INFORMATION
════

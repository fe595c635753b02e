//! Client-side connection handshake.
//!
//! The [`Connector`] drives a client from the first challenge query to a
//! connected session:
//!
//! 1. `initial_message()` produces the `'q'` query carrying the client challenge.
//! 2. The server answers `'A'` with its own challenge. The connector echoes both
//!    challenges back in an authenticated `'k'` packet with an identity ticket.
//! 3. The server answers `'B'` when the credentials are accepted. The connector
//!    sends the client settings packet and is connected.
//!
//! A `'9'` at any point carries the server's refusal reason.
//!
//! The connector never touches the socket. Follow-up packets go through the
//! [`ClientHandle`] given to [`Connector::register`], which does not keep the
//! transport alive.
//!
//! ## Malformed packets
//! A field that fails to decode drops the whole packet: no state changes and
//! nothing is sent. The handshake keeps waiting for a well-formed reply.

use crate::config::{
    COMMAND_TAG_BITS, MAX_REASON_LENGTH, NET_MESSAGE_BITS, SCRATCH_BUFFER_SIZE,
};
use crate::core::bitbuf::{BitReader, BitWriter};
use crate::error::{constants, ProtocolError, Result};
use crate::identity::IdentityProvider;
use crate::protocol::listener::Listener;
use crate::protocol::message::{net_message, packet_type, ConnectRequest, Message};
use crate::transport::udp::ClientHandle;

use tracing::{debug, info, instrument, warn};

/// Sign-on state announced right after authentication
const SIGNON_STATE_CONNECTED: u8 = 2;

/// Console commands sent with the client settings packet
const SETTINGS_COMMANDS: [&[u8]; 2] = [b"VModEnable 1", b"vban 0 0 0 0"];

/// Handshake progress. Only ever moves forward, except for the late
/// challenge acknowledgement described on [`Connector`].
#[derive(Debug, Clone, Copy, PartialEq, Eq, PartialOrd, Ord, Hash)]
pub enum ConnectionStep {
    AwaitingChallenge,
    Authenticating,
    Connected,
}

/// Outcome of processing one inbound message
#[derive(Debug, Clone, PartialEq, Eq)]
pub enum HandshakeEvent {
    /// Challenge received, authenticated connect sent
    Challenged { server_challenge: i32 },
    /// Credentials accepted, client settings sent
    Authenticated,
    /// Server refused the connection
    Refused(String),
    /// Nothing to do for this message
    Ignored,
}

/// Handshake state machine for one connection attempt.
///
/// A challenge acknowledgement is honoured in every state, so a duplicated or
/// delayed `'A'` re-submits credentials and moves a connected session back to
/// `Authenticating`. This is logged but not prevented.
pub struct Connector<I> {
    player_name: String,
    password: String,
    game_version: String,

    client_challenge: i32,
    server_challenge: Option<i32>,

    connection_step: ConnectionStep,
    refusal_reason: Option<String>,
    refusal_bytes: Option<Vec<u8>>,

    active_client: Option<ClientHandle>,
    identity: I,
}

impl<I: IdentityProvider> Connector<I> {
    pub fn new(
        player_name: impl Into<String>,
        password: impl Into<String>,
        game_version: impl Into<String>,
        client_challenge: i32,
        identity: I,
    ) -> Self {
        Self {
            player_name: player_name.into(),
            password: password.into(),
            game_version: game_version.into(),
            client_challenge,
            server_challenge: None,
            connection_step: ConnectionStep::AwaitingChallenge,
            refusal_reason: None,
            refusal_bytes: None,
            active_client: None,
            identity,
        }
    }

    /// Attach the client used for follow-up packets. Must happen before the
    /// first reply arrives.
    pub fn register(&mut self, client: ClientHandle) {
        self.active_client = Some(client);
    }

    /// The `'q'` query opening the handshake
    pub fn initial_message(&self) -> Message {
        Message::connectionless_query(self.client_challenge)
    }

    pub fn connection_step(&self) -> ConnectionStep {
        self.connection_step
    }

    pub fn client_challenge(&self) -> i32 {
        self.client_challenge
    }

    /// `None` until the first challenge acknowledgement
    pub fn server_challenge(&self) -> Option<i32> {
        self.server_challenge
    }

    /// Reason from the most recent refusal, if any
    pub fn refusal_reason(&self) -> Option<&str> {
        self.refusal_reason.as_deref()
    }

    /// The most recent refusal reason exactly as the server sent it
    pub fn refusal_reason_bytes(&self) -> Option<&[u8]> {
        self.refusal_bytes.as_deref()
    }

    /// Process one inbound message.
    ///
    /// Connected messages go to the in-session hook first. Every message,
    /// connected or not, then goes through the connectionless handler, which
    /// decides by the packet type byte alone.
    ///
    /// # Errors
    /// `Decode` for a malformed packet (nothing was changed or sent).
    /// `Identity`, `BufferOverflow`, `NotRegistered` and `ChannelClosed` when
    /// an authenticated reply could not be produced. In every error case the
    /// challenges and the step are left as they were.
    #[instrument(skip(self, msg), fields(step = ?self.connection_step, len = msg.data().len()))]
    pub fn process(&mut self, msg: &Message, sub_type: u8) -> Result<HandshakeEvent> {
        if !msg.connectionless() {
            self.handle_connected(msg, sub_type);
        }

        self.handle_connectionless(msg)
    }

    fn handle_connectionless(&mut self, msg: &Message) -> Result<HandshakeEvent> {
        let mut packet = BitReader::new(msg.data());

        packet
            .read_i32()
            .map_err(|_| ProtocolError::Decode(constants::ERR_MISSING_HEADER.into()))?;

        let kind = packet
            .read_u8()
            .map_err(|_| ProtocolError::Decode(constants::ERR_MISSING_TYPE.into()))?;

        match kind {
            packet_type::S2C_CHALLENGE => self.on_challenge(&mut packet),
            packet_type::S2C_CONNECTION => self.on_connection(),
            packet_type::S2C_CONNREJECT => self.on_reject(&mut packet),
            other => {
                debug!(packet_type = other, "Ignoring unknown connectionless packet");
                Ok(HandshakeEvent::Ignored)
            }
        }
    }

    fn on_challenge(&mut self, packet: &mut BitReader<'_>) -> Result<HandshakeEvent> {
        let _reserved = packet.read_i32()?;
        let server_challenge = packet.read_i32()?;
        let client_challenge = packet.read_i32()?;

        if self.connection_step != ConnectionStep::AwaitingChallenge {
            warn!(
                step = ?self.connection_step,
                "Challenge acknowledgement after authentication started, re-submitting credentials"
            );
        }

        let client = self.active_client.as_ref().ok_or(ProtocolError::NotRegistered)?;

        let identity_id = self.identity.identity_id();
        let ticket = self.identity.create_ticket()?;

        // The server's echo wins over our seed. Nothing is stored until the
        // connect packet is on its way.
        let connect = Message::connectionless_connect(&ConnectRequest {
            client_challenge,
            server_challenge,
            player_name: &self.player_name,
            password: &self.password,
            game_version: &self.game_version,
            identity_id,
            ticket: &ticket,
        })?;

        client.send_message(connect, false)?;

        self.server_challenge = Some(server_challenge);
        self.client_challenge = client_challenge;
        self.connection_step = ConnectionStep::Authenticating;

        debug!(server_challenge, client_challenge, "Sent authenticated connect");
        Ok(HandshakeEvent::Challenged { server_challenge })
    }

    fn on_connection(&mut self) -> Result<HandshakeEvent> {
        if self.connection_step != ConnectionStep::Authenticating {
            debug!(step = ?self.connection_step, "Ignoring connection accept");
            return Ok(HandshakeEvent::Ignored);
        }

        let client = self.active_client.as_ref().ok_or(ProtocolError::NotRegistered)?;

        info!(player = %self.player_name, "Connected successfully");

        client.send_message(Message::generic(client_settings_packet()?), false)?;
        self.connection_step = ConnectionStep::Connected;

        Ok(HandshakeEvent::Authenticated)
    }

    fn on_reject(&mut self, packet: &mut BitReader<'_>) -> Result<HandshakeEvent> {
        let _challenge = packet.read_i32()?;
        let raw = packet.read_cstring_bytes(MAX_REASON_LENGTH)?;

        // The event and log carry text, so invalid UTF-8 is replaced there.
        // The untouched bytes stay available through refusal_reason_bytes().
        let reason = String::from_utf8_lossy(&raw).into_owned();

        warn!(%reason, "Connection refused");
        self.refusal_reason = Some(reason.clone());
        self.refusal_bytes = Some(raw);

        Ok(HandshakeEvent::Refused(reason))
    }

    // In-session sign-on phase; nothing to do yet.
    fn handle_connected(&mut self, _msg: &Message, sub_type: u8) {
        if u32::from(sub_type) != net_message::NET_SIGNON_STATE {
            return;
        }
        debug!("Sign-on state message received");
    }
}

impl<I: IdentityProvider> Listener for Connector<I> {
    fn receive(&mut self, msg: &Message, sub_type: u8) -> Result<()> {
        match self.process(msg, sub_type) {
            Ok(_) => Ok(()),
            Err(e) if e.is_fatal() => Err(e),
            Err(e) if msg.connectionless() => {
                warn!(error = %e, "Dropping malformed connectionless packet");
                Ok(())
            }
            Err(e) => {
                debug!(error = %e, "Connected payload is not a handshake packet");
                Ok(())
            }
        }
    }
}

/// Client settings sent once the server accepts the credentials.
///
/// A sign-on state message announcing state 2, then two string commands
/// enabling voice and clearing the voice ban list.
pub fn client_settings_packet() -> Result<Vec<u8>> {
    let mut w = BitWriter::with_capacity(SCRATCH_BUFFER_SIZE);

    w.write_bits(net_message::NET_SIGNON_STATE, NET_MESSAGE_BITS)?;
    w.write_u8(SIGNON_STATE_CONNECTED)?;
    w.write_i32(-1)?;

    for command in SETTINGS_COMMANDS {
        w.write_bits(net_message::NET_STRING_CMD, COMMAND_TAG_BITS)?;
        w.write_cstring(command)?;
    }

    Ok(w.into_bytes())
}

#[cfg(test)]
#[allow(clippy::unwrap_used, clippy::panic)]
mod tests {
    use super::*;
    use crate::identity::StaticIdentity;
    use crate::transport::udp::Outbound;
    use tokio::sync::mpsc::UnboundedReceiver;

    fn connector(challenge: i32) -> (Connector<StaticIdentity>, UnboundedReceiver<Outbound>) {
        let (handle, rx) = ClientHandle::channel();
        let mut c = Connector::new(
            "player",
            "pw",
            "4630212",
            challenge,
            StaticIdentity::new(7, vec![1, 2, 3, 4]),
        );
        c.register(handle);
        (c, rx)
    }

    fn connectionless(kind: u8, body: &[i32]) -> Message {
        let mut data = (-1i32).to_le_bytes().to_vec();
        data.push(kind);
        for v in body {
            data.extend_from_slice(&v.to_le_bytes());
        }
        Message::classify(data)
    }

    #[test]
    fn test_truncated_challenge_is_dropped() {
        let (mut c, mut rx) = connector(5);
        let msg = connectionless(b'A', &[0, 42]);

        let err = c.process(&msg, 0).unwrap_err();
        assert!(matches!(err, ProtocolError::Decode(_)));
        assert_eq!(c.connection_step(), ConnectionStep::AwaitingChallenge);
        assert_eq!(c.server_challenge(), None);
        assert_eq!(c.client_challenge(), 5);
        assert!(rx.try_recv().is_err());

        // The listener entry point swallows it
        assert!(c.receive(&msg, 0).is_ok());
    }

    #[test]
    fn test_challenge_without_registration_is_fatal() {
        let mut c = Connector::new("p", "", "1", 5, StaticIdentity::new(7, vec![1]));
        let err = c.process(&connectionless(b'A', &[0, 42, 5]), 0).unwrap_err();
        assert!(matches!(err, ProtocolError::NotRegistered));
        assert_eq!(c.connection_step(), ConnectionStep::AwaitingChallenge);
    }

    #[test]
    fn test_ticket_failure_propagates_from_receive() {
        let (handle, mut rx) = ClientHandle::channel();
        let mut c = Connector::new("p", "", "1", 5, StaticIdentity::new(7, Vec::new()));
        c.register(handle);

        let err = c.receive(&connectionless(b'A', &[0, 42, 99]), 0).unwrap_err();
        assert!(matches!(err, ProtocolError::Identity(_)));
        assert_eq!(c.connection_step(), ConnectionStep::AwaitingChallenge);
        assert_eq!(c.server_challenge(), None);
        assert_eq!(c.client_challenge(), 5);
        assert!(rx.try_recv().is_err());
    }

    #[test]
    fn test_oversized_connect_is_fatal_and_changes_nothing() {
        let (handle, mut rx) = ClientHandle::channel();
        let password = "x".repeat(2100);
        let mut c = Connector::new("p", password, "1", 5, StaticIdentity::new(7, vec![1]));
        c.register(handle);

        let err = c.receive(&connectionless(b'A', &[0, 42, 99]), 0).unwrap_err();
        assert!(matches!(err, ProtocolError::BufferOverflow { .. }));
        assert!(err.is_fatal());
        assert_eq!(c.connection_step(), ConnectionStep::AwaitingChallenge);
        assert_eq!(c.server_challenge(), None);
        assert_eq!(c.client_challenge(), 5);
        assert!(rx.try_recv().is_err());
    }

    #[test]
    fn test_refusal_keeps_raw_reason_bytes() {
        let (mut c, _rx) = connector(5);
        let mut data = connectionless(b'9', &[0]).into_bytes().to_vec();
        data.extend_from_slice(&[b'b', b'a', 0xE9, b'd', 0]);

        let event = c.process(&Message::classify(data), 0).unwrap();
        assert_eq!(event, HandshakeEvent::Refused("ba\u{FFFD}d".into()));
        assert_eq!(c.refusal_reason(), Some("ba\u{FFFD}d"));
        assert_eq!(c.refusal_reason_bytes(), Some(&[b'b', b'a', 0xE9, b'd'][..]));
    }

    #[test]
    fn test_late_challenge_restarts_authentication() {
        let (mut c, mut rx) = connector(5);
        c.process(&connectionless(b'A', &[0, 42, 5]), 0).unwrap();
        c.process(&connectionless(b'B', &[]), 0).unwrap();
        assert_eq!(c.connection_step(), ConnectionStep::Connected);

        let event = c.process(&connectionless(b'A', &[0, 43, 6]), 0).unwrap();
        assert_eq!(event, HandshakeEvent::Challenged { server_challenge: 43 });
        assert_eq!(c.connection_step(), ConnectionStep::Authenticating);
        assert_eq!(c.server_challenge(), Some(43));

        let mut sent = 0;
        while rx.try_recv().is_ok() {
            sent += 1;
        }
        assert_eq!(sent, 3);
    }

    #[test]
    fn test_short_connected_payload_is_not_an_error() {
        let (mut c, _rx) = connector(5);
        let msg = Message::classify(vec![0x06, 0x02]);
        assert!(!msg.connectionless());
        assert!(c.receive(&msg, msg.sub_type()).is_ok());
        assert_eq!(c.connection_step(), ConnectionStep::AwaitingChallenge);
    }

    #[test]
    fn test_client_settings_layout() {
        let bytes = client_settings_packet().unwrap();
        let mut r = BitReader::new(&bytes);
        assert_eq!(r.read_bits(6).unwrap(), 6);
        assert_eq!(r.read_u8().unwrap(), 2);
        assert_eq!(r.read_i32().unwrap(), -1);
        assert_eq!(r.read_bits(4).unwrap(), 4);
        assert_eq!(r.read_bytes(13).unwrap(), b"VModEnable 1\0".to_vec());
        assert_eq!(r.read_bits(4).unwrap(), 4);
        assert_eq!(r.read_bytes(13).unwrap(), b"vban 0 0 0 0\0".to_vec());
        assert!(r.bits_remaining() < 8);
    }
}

════

GOAL OF THE EXERCISE
Among the entries above, how many lines include the word "most"? Give the number with no comment.

EXERCISE RESULT
2